A. Sequence of the oligonucleotides used to generate the nicked DNA substrate (also shown schematically to the right of each gel panel as “a”), consisting of the 49-mer DNA template (brown) with an abasic site (X) annealed with a 17-mer primer (red) and a 32-mer downstream blocker (blue). The template in which either primer, or blocker, is P³²-labeled (indicated by the star, *), together with the purified recombinant human DNA polymerase (pol β, pol η, or pol ι) and Fen1 protein was used in in vitro reactions B. P³²-labeling of the 17-mer primer (red *) allows for visualization of the primer extension products. The processivity of the strand displacement synthesis, decreasing in the order pol β> pol η> or pol τ□ can be judged by the intensity of the intermediate bands such as the 19-mer oligonucleotide, whose structure (“b”) is schematically shown to the right of the gel.

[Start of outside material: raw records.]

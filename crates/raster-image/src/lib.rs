//! Core data model for the viewer: an owned LDR/HDR raster image, its tone
//! parameters, and the pixel sampler used for cursor readouts.

pub mod image;
pub mod sample;
pub mod tone;

pub use image::RasterImage;
pub use sample::sample_color;
pub use tone::{ParseOperatorError, ToneParams, TonemapOperator};
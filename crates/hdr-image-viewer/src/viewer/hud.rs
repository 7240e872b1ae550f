//! The floating HUD: image info, cursor readout, tone controls.

use egui::{ComboBox, Grid, Slider, Window};
use raster_image::TonemapOperator;

use super::Viewer;

impl Viewer {
    /// Show the HUD for the current image. `cursor_pixel` is in image
    /// space; out-of-bounds coordinates read as the zero color.
    pub fn show_hud(&mut self, ctx: &egui::Context, cursor_pixel: (i32, i32)) {
        let image = &self.slots[self.view.current].image;
        let (x, y) = cursor_pixel;

        let filename = image.path.display().to_string();
        let (width, height, channels) = (image.width, image.height, image.channels);
        let is_hdr = image.is_hdr();
        let ldr = image.sample_ldr(x, y);
        let hdr = image.sample_hdr(x, y);

        Window::new("hdr-image-viewer")
            .resizable(false)
            .default_pos([8.0, 8.0])
            .show(ctx, |ui| {
                Grid::new("info").num_columns(2).show(ui, |ui| {
                    ui.label("filename");
                    ui.label(&filename);
                    ui.end_row();

                    ui.label("w");
                    ui.label(width.to_string());
                    ui.end_row();

                    ui.label("h");
                    ui.label(height.to_string());
                    ui.end_row();

                    ui.label("c");
                    ui.label(channels.to_string());
                    ui.end_row();
                });

                ui.separator();

                Grid::new("readout").num_columns(3).show(ui, |ui| {
                    ui.label("");
                    ui.label("ldr");
                    if is_hdr {
                        ui.label("hdr");
                    }
                    ui.end_row();

                    for (channel, name) in ["r", "g", "b", "a"].into_iter().enumerate() {
                        ui.label(name);
                        ui.monospace(ldr[channel].to_string());
                        if is_hdr {
                            ui.monospace(format!("{:.4}", hdr[channel]));
                        }
                        ui.end_row();
                    }
                });

                if is_hdr {
                    ui.separator();

                    ui.add(Slider::new(&mut self.tone.exposure, -20.0..=20.0).text("exposure"));
                    ui.add(Slider::new(&mut self.tone.gamma, 0.1..=5.0).text("gamma"));

                    ComboBox::from_label("tonemap")
                        .selected_text(self.tone.operator.name())
                        .show_ui(ui, |ui| {
                            for operator in TonemapOperator::ALL {
                                ui.selectable_value(
                                    &mut self.tone.operator,
                                    operator,
                                    operator.name(),
                                );
                            }
                        });
                }
            });
    }
}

The ~27 nt-long bands correspond to replication blockage by the abasic site on the DNA template (c), and the 49-mer band corresponds to the full-sized product generated by translesion replication to the end of the template (d). C. P³²- labeling of the 32-mer blocker (blue *) allows one to visualize products of the 5'→3' exo-(green ▼), and flap endonucleolytic (orange ▼) cleavage.